- _MATERIAL FOR THIS TASK_:
┄┄┄┄┄┄┄┄┄┄

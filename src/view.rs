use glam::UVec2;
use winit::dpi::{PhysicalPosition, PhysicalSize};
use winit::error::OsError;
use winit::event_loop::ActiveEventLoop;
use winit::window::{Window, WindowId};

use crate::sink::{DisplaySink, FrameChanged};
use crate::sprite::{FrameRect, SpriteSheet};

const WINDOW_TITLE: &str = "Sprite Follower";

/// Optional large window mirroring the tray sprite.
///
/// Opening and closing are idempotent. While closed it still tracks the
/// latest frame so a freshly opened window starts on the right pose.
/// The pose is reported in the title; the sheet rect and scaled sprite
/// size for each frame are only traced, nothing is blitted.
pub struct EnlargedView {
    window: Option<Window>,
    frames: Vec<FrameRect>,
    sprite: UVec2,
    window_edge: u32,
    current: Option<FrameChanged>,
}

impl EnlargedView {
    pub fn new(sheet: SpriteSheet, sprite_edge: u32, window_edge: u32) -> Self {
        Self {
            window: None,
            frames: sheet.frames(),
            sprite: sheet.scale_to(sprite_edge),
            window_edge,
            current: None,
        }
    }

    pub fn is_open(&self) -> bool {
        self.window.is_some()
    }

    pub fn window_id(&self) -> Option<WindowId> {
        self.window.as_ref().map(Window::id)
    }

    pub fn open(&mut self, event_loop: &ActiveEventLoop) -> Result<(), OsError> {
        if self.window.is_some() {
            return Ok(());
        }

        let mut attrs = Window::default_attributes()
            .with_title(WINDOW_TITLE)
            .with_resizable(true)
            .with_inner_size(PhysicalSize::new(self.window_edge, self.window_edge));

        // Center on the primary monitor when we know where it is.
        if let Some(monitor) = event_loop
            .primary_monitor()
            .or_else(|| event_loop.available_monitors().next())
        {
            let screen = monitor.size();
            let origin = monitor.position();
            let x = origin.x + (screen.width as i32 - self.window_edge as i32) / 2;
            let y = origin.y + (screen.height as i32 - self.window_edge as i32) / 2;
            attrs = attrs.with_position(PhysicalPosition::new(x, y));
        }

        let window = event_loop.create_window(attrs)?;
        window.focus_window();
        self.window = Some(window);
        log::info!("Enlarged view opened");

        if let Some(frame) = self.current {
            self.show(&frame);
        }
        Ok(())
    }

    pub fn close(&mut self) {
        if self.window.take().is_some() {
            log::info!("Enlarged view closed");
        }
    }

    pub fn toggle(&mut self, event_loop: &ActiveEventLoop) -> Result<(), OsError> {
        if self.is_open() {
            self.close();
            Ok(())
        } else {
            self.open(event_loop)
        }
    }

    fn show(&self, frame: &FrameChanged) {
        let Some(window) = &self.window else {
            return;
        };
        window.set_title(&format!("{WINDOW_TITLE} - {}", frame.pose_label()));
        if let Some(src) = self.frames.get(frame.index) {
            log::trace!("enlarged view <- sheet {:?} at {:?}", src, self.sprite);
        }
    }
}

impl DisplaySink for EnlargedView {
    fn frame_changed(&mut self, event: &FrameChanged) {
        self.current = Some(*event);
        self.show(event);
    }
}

┄┄┄┄┄┄┄┄┄┄

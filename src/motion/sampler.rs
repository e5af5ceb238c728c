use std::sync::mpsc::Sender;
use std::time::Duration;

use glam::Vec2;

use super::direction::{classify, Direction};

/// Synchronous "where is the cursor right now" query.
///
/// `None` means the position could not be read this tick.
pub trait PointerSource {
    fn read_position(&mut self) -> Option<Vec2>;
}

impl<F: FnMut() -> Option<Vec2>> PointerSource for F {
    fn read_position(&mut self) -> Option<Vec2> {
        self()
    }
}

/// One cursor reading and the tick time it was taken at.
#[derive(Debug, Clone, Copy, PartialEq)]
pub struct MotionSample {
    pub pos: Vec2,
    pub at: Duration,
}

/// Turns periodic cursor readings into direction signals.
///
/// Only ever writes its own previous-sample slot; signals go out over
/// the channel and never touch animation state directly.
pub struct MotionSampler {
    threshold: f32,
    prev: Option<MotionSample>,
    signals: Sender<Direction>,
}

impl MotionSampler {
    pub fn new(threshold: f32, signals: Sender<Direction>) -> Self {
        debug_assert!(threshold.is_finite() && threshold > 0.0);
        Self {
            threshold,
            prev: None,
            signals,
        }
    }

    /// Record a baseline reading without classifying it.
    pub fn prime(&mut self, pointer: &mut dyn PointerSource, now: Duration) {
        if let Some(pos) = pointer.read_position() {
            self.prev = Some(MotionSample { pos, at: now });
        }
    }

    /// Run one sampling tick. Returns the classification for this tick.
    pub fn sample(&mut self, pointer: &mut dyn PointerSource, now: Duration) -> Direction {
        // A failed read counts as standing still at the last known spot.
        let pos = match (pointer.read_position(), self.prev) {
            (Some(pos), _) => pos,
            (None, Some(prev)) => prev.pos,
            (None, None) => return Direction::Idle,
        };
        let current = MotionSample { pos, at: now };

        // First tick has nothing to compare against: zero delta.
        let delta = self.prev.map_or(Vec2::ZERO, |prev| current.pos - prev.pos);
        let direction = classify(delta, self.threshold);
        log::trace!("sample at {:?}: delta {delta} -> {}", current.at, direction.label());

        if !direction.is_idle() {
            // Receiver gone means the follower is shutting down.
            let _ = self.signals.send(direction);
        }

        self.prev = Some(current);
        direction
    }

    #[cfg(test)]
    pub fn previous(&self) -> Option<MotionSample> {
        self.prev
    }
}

┄┄┄┄┄┄┄┄┄┄

- _WORK TO COMPLETE_:
When you reach the line holding "animation state directly." in the records above, begin reproducing exactly, stop after the line holding "without classifying it.", and output nothing else.

- _WRITTEN SOLUTION_:
/// the channel and never touch animation state directly.
pub struct MotionSampler {
    threshold: f32,
    prev: Option<MotionSample>,
    signals: Sender<Direction>,
}

impl MotionSampler {
    pub fn new(threshold: f32, signals: Sender<Direction>) -> Self {
        debug_assert!(threshold.is_finite() && threshold > 0.0);
        Self {
            threshold,
            prev: None,
            signals,
        }
    }

    /// Record a baseline reading without classifying it.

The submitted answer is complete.